オヤジとの電話と手術の報告:家族に心配をかけたくない想い

 オヤジから電話がかかってきた。

 暑いようでもあるし、朝晩は少しだけ寒い感じもするし、エアコンの設定はどうすればいいんだ? と、いつもの問い合わせだ。

 私はいつものように、暑くも寒くもないのならエアコンをつけないで様子を見ればいいし、寒ければ暖房の26度くらい、暑ければ冷房にして、これも25-6度にすればいいよ、蒸し暑くても熱中症になるから、我慢しないでエアコン点けてね、と伝えた。
 
 私の携帯が鳴ったとき、瞬間的に思った。

 今、言った方がいいかもしれない、と。

 私はこの症状を、どのように説明したらいいのか、いつも迷う。今回は、治療した虫歯の先っぽにばい菌が入ってしまって、顎の骨が溶けて、その膿がほっぺたに腫瘍を作って、そこから膿が出ているんだ。全身麻酔での手術で、5泊6日の入院になっちゃうんだけど、大丈夫だから心配しないでね、と伝えた。

「そうか…大変だな」

 オヤジは電話口で少し困惑していたようだったが、一言そう言った。

 そして、

「かあさんには言わない方がいいな。心配するからな」

 とも言った。

 かなり心配をかけてしまったが、こればかりは仕方ない。

 そのあと、入院期間と病院名を知らせた。

「1010、じゅうじゅうだな。わかりやすいな。」

 オヤジはいつになく元気な声でそう言った。

 私はこの間仕事ができないことから、10月の生活費が苦しくなってしまう。このような事態に備えて貯金をしておくのが「備え」なのだろうけれど、悲しいかな、今の私には備えはなく、借金だけが、かろうじて残高を減らす感じの状況だ。

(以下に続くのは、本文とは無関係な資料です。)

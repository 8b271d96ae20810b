/// Workflow submission
///
/// The single entry point through which new workflows come to life: the HTTP
/// API, the cron trigger and archive resubmission all call `submit`.

use crate::error::{EngineError, Result};
use crate::runtime::backoff::{retry_with_backoff, Backoff, RetryError};
use crate::workflow::{
    storage::WorkflowStore,
    types::{ShutdownStrategy, Workflow, WorkflowStatus},
    validate::validate_workflow,
};
use chrono::Utc;
use tokio_util::sync::CancellationToken;
use uuid::Uuid;

/// Attempts at finding a free generated name
const GENERATE_NAME_ATTEMPTS: usize = 5;

/// Creates workflows in the resource store
#[derive(Clone)]
pub struct WorkflowSubmitter {
    store: WorkflowStore,
    default_namespace: String,
}

impl WorkflowSubmitter {
    pub fn new(store: WorkflowStore, default_namespace: impl Into<String>) -> Self {
        Self {
            store,
            default_namespace: default_namespace.into(),
        }
    }

    pub fn store(&self) -> &WorkflowStore {
        &self.store
    }

    pub fn default_namespace(&self) -> &str {
        &self.default_namespace
    }

    /// Validate and create a new workflow
    ///
    /// A fresh UID and creation timestamp are always assigned and any incoming
    /// status is discarded. When only `generate_name` is set, a random suffix is
    /// appended and collisions are retried with a new suffix; an explicit name
    /// that is already taken fails with `AlreadyExists`.
    pub async fn submit(&self, mut workflow: Workflow) -> Result<Workflow> {
        if workflow.metadata.namespace.is_empty() {
            workflow.metadata.namespace = self.default_namespace.clone();
        }
        validate_workflow(&workflow)?;

        workflow.status = WorkflowStatus::default();
        workflow.spec.shutdown = None;
        workflow.metadata.resource_version = 0;

        if !workflow.metadata.name.is_empty() {
            return self.create(workflow).await;
        }

        let prefix = match workflow.metadata.generate_name.clone() {
            Some(prefix) if !prefix.is_empty() => prefix,
            _ => {
                return Err(EngineError::Validation(
                    "metadata.name or metadata.generateName is required".to_string(),
                ))
            }
        };

        for _ in 0..GENERATE_NAME_ATTEMPTS {
            let mut candidate = workflow.clone();
            candidate.metadata.name = format!("{}{}", prefix, random_suffix());
            match self.create(candidate).await {
                Err(EngineError::AlreadyExists(msg)) => {
                    tracing::debug!("🎲 Generated name collided ({}), trying another", msg);
                }
                other => return other,
            }
        }
        Err(EngineError::AlreadyExists(format!(
            "no free name with prefix '{}' after {} attempts",
            prefix, GENERATE_NAME_ATTEMPTS
        )))
    }

    async fn create(&self, mut workflow: Workflow) -> Result<Workflow> {
        workflow.metadata.uid = Uuid::new_v4().to_string();
        workflow.metadata.creation_timestamp = Some(Utc::now());
        let created = self.store.create(&workflow).await?;
        tracing::info!(
            "📨 Submitted workflow {} (uid {})",
            created.metadata.key(),
            created.metadata.uid
        );
        Ok(created)
    }

    /// Request a graceful shutdown; the exit handler still runs
    pub async fn stop(&self, namespace: &str, name: &str) -> Result<Workflow> {
        self.shutdown(namespace, name, ShutdownStrategy::Stop).await
    }

    /// Request an immediate shutdown; the exit handler is skipped
    pub async fn terminate(&self, namespace: &str, name: &str) -> Result<Workflow> {
        self.shutdown(namespace, name, ShutdownStrategy::Terminate).await
    }

    async fn shutdown(&self, namespace: &str, name: &str, strategy: ShutdownStrategy) -> Result<Workflow> {
        retry_with_backoff(
            &Backoff::default(),
            &CancellationToken::new(),
            || self.try_shutdown(namespace, name, strategy),
            |e| matches!(e, EngineError::Conflict(_)),
        )
        .await
        .map_err(flatten_retry)
    }

    async fn try_shutdown(&self, namespace: &str, name: &str, strategy: ShutdownStrategy) -> Result<Workflow> {
        let mut workflow = self.store.get(namespace, name).await?;
        if workflow.is_completed() {
            return Err(EngineError::Validation(format!(
                "workflow {} has already completed",
                workflow.metadata.key()
            )));
        }
        if workflow.spec.shutdown == Some(strategy) {
            return Ok(workflow);
        }
        workflow.spec.shutdown = Some(strategy);
        let updated = self.store.update(&workflow).await?;
        tracing::info!("🛑 Shutdown ({:?}) requested for {}", strategy, updated.metadata.key());
        Ok(updated)
    }
}

/// Collapse a retry outcome back into the engine error it carried
pub(crate) fn flatten_retry(err: RetryError<EngineError>) -> EngineError {
    err.into_inner()
        .unwrap_or_else(|| EngineError::Infrastructure("operation cancelled".to_string()))
}

fn random_suffix() -> String {
    Uuid::new_v4().simple().to_string()[..5].to_string()
}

 情けないとは思ったが、オヤジに生活費の10万円を都合してくれないかと頼んでみた。オヤジは毎月いくらかを返済するのを条件に快諾してくれたが、こっちも金がなくて苦しいと言っていた。

 そう言われてはさすがの私も辛いし、利息を払えばまだ借金はできるので、何とかがんばってみるけど、もしかするとお願いするかもしれない、と、返した。
 
 正直、どうするか、どうなるか、全くわからない。

 入院が6日で済み、退院翌日から働くことができれば、何とかギリギリのライン。カミサンは心配して、退院後も何があるかわからないから、休みなさい、と言う。休めばお金が足りなくなるけど、怒られる。そもそも身体がどうなるのか、全くわからない。

 とりあえず段取りではないけれど、オヤジにも説明して、どうしてもダメな場合はお願いしますと言っておいた。オヤジも銀行に行ったりという送金業務が大変なようなので、今度現金書留を買って宛名を書き、それをレターパックで送ろうと思っている。

 幸いにも実家の近くには、かろうじて郵便局が残っており、オヤジはここへなら行くことができるようだ。

 私自身のことで心配をかけてしまうのが心苦しいけれど、最悪の事態ではないので、何とかこの困難を乗り越えて、元気になって年を超す事ができればなと思っている。